[[ RECORDS FOR THIS EXERCISE, beginning ]]

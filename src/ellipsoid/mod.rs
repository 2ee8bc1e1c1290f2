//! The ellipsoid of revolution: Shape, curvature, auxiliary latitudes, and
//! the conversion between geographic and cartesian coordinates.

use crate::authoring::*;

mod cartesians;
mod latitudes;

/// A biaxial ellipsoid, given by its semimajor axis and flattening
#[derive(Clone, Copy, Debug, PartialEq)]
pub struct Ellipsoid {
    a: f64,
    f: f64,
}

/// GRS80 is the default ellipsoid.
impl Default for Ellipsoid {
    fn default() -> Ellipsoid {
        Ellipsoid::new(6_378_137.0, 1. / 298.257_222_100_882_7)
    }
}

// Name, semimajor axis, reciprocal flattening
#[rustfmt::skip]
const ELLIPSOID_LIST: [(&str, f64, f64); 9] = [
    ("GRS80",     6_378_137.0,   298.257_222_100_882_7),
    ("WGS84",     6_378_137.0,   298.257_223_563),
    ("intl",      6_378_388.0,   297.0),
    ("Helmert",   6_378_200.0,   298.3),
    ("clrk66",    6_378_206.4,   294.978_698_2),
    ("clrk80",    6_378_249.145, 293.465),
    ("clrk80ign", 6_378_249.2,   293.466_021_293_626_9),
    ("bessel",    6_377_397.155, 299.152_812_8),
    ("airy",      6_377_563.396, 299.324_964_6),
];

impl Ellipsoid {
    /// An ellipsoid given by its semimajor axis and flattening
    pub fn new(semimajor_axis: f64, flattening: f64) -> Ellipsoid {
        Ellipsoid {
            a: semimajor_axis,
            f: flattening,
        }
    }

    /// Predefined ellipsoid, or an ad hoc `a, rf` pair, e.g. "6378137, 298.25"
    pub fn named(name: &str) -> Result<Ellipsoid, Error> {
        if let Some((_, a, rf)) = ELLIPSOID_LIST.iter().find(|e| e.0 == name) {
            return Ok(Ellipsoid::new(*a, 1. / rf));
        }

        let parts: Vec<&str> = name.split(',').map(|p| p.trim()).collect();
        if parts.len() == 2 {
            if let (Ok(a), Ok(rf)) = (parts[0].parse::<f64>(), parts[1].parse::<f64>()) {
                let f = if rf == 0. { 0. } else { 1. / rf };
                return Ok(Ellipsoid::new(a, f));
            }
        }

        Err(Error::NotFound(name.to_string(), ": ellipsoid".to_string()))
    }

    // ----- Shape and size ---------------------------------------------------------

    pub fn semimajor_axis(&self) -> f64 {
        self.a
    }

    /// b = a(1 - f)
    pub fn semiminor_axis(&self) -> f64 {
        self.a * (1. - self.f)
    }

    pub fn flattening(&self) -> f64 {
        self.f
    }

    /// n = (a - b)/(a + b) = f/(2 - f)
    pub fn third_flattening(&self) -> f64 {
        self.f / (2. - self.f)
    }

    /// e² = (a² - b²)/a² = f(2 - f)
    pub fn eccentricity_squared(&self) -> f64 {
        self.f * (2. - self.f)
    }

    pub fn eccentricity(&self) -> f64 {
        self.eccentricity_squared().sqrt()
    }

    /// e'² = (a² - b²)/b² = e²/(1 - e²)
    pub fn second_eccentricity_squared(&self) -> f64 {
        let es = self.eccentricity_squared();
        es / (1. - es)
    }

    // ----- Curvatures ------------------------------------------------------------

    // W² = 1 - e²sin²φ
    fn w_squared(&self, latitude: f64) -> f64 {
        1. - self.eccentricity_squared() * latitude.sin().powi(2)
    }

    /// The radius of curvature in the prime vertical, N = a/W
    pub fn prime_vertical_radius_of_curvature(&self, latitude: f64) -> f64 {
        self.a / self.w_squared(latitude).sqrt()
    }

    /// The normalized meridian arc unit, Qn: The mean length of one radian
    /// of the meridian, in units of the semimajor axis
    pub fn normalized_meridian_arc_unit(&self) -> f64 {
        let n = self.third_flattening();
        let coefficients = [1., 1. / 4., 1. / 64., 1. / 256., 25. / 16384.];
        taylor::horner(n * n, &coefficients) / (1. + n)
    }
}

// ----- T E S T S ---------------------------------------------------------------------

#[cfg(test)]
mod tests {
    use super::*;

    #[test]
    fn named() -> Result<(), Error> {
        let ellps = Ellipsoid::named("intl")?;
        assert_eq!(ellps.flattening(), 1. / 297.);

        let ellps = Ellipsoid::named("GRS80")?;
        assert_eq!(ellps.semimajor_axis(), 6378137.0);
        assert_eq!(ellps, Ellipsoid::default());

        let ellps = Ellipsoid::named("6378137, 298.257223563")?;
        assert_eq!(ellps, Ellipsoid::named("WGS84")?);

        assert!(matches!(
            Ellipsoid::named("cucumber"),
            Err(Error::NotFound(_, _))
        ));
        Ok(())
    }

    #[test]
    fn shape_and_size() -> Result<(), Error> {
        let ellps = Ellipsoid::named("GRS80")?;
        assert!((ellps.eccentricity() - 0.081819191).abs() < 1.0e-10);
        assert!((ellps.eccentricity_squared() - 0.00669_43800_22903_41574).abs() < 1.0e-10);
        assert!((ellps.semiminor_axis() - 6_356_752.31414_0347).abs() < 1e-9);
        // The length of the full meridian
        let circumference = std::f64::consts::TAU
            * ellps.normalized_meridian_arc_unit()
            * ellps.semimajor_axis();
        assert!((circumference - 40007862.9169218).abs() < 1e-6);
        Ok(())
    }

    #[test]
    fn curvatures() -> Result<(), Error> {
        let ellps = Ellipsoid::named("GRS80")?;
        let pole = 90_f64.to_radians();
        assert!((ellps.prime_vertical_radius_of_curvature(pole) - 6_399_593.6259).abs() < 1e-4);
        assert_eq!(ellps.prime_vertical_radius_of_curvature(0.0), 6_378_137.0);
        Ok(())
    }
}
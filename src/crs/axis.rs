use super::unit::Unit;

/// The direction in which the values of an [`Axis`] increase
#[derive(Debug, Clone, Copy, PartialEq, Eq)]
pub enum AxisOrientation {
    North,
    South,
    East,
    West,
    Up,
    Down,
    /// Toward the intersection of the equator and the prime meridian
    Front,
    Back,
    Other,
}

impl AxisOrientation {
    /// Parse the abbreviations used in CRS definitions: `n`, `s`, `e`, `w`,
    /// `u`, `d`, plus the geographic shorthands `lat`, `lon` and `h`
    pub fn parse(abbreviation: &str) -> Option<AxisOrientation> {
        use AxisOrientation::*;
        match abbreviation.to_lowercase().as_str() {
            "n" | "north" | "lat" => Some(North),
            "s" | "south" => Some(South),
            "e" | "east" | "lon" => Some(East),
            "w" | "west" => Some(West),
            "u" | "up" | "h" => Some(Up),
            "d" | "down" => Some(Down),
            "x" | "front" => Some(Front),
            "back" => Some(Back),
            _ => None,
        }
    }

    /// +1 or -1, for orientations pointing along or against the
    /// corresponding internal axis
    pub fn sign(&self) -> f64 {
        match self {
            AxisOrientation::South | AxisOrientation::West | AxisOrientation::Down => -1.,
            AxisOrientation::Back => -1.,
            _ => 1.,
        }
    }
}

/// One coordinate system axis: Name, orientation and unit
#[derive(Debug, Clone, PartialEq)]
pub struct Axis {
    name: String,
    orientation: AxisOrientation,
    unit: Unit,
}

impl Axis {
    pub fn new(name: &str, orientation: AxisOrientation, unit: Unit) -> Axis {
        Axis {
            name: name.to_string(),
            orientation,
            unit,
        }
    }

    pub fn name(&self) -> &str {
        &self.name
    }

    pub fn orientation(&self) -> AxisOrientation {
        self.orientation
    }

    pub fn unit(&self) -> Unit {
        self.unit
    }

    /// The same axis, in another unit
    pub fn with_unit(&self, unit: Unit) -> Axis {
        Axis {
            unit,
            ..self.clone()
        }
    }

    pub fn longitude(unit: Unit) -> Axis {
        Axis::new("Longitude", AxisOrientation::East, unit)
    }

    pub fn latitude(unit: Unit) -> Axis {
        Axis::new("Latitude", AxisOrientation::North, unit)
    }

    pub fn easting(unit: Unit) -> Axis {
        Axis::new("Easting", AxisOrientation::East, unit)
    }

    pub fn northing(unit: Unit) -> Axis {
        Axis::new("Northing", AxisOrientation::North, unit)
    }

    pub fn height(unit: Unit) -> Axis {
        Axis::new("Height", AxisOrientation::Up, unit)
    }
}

[[ RECORDS FOR THIS EXERCISE, end ]]

Tally up the lines of the data above where the string "South" appears, and give only the count.

» **PROBLEM SOLUTION**: 3